Suitable Applications

* For infiltration of rooftop runoff that is unlikely to contribute significant loadings of sediment or pollutants (i.e., non-industrial, non-metallic roofs). Dry wells are not recommended for infiltrating parking lot runoff without pretreatment to remove sediment, hydrocarbons, and other pollutants.

* These systems can be installed under parking lots and other developed areas, provided that the system can be accessed for maintenance purposes.

* Useful in stormwater retrofit applications where space is limited and where additional runoff control is required.

* Where storm drains are not available and where adequate pretreatment is provided.

Design Considerations

Dry wells are small-scale infiltration systems similar to the primary treatment infiltration practices described in previous sections of this chapter. Many of the siting, design, construction, and maintenance considerations for dry wells are similar to those of infiltration trenches, which are summarized below.

* Soils: Dry wells should only be used with soils having suitable infiltration capacity (as confirmed through field testing). The minimum acceptable field-measured soil infiltration rate is 0.3 inches per hour. Field-measured soil infiltration rates should not exceed 5.0 inches per hour. This generally restricts application to soils of NRCS Hydrologic Soil Group A. Some Group B soils may be suitable if field-measured infiltration rates exceed 0.3 inches per hour. Refer to the Infiltration Practices section of this chapter for recommended field measurement techniques. One infiltration test and test pit or soil boring is recommended at the proposed location of the dry well. An observation well consisting of a well-anchored, vertical perforated PVC pipe with lockable aboveground cap should be installed to monitor system performance.

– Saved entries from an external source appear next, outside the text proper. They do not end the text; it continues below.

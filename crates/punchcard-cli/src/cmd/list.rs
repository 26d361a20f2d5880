//! `punch list`: bulk reconciliation with per-shift results.

use super::{Session, fail};
use crate::output::render_list;
use crate::view::ShiftView;
use anyhow::Result;
use clap::Args;
use punchcard_core::clock::parse_date;
use punchcard_core::{ReconcileReport, ShiftFilter};
use serde::Serialize;

#[derive(Args, Debug, Default)]
pub struct ListArgs {
    /// Only shifts of this employee.
    #[arg(long)]
    pub employee: Option<String>,

    /// Earliest shift date (inclusive), YYYY-MM-DD.
    #[arg(long)]
    pub from: Option<String>,

    /// Latest shift date (inclusive), YYYY-MM-DD.
    #[arg(long)]
    pub to: Option<String>,
}

#[derive(Debug, Serialize)]
struct ListSummary {
    checked: usize,
    corrected: usize,
    failed: usize,
    cancelled: bool,
}

impl From<&ReconcileReport> for ListSummary {
    fn from(report: &ReconcileReport) -> Self {
        Self {
            checked: report.checked(),
            corrected: report.corrected(),
            failed: report.failed(),
            cancelled: report.cancelled,
        }
    }
}

/// Execute `punch list`.
///
/// Every matching shift is reconciled independently; one failed write
/// does not stop the rest. The command exits non-zero if any write failed.
///
/// # Errors
///
/// Returns an error if a date filter does not parse, the store cannot be
/// listed, or any corrective write failed.
pub fn run_list(args: &ListArgs, session: &Session) -> Result<()> {
    let filter = ShiftFilter {
        employee_id: args.employee.clone(),
        from: parse_bound(args.from.as_deref(), session)?,
        to: parse_bound(args.to.as_deref(), session)?,
    };

    let report = session
        .reconciler()
        .reconcile_many(&filter, session.now)
        .map_err(|err| session.store_error(&err))?;

    let views: Vec<ShiftView> = report.results.iter().map(ShiftView::reconciled).collect();
    let summary = ListSummary::from(&report);
    render_list(&views, &summary, session.output)?;

    match report.results.iter().find_map(|r| r.write_error()) {
        Some(first) => Err(fail(
            session.output,
            first.code(),
            format!("{} of {} corrective writes failed", summary.failed, summary.checked),
        )),
        None => Ok(()),
    }
}

fn parse_bound(raw: Option<&str>, session: &Session) -> Result<Option<chrono::NaiveDate>> {
    raw.map(|value| {
        parse_date(value).map_err(|err| fail(session.output, err.code(), err.to_string()))
    })
    .transpose()
}
#![forbid(unsafe_code)]
//! punchcard-core library.
//!
//! Classifies a shift's status from its clock-in/clock-out segments and
//! reconciles the stored status against it.
//!
//! # Conventions
//!
//! - **Time**: `now` is always a parameter. Nothing in this crate reads the
//!   system clock to make a decision.
//! - **Errors**: Typed `thiserror` enums at module seams (`error`,
//!   `overrides`); `anyhow::Result` for config and database setup.
//! - **Logging**: Use `tracing` macros (`debug!` for decisions, `info!` for
//!   corrective writes, `warn!` for fallbacks and store failures).

pub mod classify;
pub mod clock;
pub mod config;
pub mod db;
pub mod duration;
pub mod error;
pub mod model;
pub mod overrides;
pub mod reconcile;
pub mod store;

pub use classify::{Classification, Reason, classify, classify_with};
pub use clock::{MidnightPolicy, MidnightWindow, TimeComparator, WallTime};
pub use error::{ErrorCode, ParseError, StatusCalculationError, StoreError};
pub use model::{Segment, Shift, Status};
pub use reconcile::{CancelToken, Outcome, ReconcileReport, Reconciler, Reconciliation, reconcile};
pub use store::{MemoryStore, ShiftFilter, ShiftIter, ShiftStore, ShiftUpdate};
use anyhow::Result;
use clap::Args;
use clap_complete::{Shell, generate};

/// Arguments for `punch completions`.
#[derive(Args, Debug)]
pub struct CompletionsArgs {
    /// Target shell for completion script generation.
    #[arg(value_enum)]
    pub shell: Shell,
}

/// Generate shell completion script to stdout.
///
/// # Errors
///
/// Returns an error if writing to stdout fails.
pub fn run_completions(shell: Shell, command: &mut clap::Command) -> Result<()> {
    let mut out = std::io::stdout();
    generate(shell, command, "punch", &mut out);
    Ok(())
}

* Land Use: Dry wells should only be used to infiltrate relatively clean runoff such as rooftop runoff. Dry wells should not be used to infiltrate runoff containing significant solids concentrations or concentrations of soluble pollutants that could contaminate groundwater, without adequate pretreatment. Appropriate pretreatment (e.g., filter strip, oil/particle separator, hydrodynamic device, roof washer for cisterns and rain barrels, catch basin inserts, or other secondary or primary treatment practices) should be provided to remove sediment, floatables, and oil and grease.

* Drainage Area: The contributing drainage area to a dry well should be restricted to one acre or less.

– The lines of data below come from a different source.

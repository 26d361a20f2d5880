use std::fmt;
use std::time::Duration;

/// Machine-readable error codes for scripts and dashboards.
#[derive(Debug, Clone, Copy, PartialEq, Eq, Hash)]
pub enum ErrorCode {
    NotInitialized,
    ConfigParseError,
    ShiftNotFound,
    InvalidTimeFormat,
    InvalidDate,
    SegmentConflict,
    InvalidStatusOverride,
    StatusCalculation,
    StoreFailure,
    StoreTimeout,
    InternalUnexpected,
}

impl ErrorCode {
    /// Stable code identifier (`E####`) for machine parsing.
    #[must_use]
    pub const fn code(self) -> &'static str {
        match self {
            Self::NotInitialized => "E1001",
            Self::ConfigParseError => "E1002",
            Self::ShiftNotFound => "E2001",
            Self::InvalidTimeFormat => "E2002",
            Self::InvalidDate => "E2003",
            Self::SegmentConflict => "E2004",
            Self::InvalidStatusOverride => "E2005",
            Self::StatusCalculation => "E3001",
            Self::StoreFailure => "E5001",
            Self::StoreTimeout => "E5002",
            Self::InternalUnexpected => "E9001",
        }
    }

    /// Short human-facing summary for logs and terminal output.
    #[must_use]
    pub const fn message(self) -> &'static str {
        match self {
            Self::NotInitialized => "Project not initialized",
            Self::ConfigParseError => "Config file parse error",
            Self::ShiftNotFound => "Shift not found",
            Self::InvalidTimeFormat => "Invalid HH:MM time",
            Self::InvalidDate => "Invalid YYYY-MM-DD date",
            Self::SegmentConflict => "Segment conflict",
            Self::InvalidStatusOverride => "Status override not allowed",
            Self::StatusCalculation => "Status could not be calculated",
            Self::StoreFailure => "Shift store failure",
            Self::StoreTimeout => "Shift store timed out",
            Self::InternalUnexpected => "Internal unexpected error",
        }
    }

    /// Optional remediation hint that can be surfaced to operators.
    #[must_use]
    pub const fn hint(self) -> Option<&'static str> {
        match self {
            Self::NotInitialized => Some("Run `punch init` to initialize this directory."),
            Self::ConfigParseError => Some("Fix syntax in .punchcard/config.toml and retry."),
            Self::ShiftNotFound => Some("Use `punch list` to see recorded shifts."),
            Self::InvalidTimeFormat => Some("Use 24-hour HH:MM, e.g. 09:30 or 21:05."),
            Self::InvalidDate => Some("Use YYYY-MM-DD, e.g. 2024-03-18."),
            Self::SegmentConflict => {
                Some("Clock out before clocking in again; only one segment may be open.")
            }
            Self::InvalidStatusOverride => {
                Some("A break can only be recorded while the shift is ACTIVE.")
            }
            Self::StatusCalculation => {
                Some("Inspect the shift's segments; the status falls back to DRAFT.")
            }
            Self::StoreFailure => Some("The computed status is shown but not yet persisted."),
            Self::StoreTimeout => {
                Some("Retry once the other writer releases the database, or raise store.timeout_ms.")
            }
            Self::InternalUnexpected => Some("Retry once. If persistent, report a bug with logs."),
        }
    }
}

impl fmt::Display for ErrorCode {
    fn fmt(&self, f: &mut fmt::Formatter<'_>) -> fmt::Result {
        write!(f, "{}", self.code())
    }
}

/// A wall-clock or calendar value that could not be parsed.
#[derive(Debug, Clone, PartialEq, Eq, thiserror::Error)]
pub enum ParseError {
    #[error("invalid time '{value}': {reason}")]
    InvalidTimeFormat { value: String, reason: &'static str },

    #[error("invalid date '{value}'")]
    InvalidDate { value: String },
}

impl ParseError {
    #[must_use]
    pub const fn code(&self) -> ErrorCode {
        match self {
            Self::InvalidTimeFormat { .. } => ErrorCode::InvalidTimeFormat,
            Self::InvalidDate { .. } => ErrorCode::InvalidDate,
        }
    }
}

/// Raised when a shift's segments cannot be classified.
///
/// The classifier never propagates this as a failure: it falls back to
/// `DRAFT` and attaches the error so callers can log it.
#[derive(Debug, Clone, PartialEq, Eq, thiserror::Error)]
pub enum StatusCalculationError {
    #[error("segment {segment_id}: {source}")]
    Unparsable {
        segment_id: i64,
        #[source]
        source: ParseError,
    },

    #[error("{open} segments are open; at most one may be")]
    MultipleOpenSegments { open: usize },

    #[error("segment {segment_id} is open but is not the last segment")]
    OpenSegmentNotLast { segment_id: i64 },
}

impl StatusCalculationError {
    #[must_use]
    pub const fn code(&self) -> ErrorCode {
        ErrorCode::StatusCalculation
    }
}

/// Failures reported by a [`crate::store::ShiftStore`].
#[derive(Debug, thiserror::Error)]
pub enum StoreError {
    #[error("store call timed out after {waited:?}")]
    Timeout { waited: Duration },

    #[error("shift '{shift_id}' not found")]
    NotFound { shift_id: String },

    #[error("segment conflict: {0}")]
    SegmentConflict(String),

    #[error("stored shift '{shift_id}' is malformed: {details}")]
    Corrupt { shift_id: String, details: String },

    #[error("sqlite: {0}")]
    Sqlite(#[from] rusqlite::Error),

    #[error("shift store unavailable: {0}")]
    Unavailable(String),
}

impl StoreError {
    /// Machine-readable code associated with this store error.
    #[must_use]
    pub const fn code(&self) -> ErrorCode {
        match self {
            Self::Timeout { .. } => ErrorCode::StoreTimeout,
            Self::NotFound { .. } => ErrorCode::ShiftNotFound,
            Self::SegmentConflict(_) => ErrorCode::SegmentConflict,
            Self::Corrupt { .. } | Self::Sqlite(_) | Self::Unavailable(_) => {
                ErrorCode::StoreFailure
            }
        }
    }

    /// Optional remediation hint for operators.
    #[must_use]
    pub const fn hint(&self) -> Option<&'static str> {
        self.code().hint()
    }
}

* Water Table/Bedrock: The bottom of the dry well should be located at least 3 feet above the seasonally high water table or bedrock, as documented by on-site soil testing.

* Size/Depth: Dry wells should be designed to completely drain the water quality volume (or larger runoff volumes for additional groundwater recharge) into the soil within 48 hours after the storm event. Dry wells should completely dewater between storms. A minimum draining time of 6 to 12 hours is recommended to ensure adequate pollutant removal. Dry wells should be equipped with overflows to handle larger runoff volumes or flows.

* Miscellaneous: Dry wells should not be placed over fill materials, should be located a minimum of 10 feet from building foundations, and should be located at least 100 feet away from:

  • Drinking water supply wells
  • Septic systems (any components)
  • Surface water bodies.
  • Building foundations (at least 100 feet upgradient and at least 25 feet downgradient from building foundations).

* Construction: Refer to the Infiltration Practices section of this chapter for construction recommendations. The dry well should be filled with 1.5 to 3.0-inch diameter clean washed stone and be wrapped with filter fabric. The dry well should be covered by a minimum of 12 inches of soil.

* Operation and Maintenance: Refer to the Infiltration Practices section of this chapter for operation and maintenance recommendations.

Plans for dry wells should identify detailed inspection and maintenance requirements, inspection and maintenance schedules, and those parties responsible for maintenance.

References

Center for Watershed Protection (CWP). 2000. The Vermont Stormwater Management Handbook Technical Support Document – Public Review Draft. Prepared For Vermont Agency of Natural Resources.

United States Environmental Protection Agency (EPA). 2002. National Menu of Best Management Practices for Stormwater Phase II.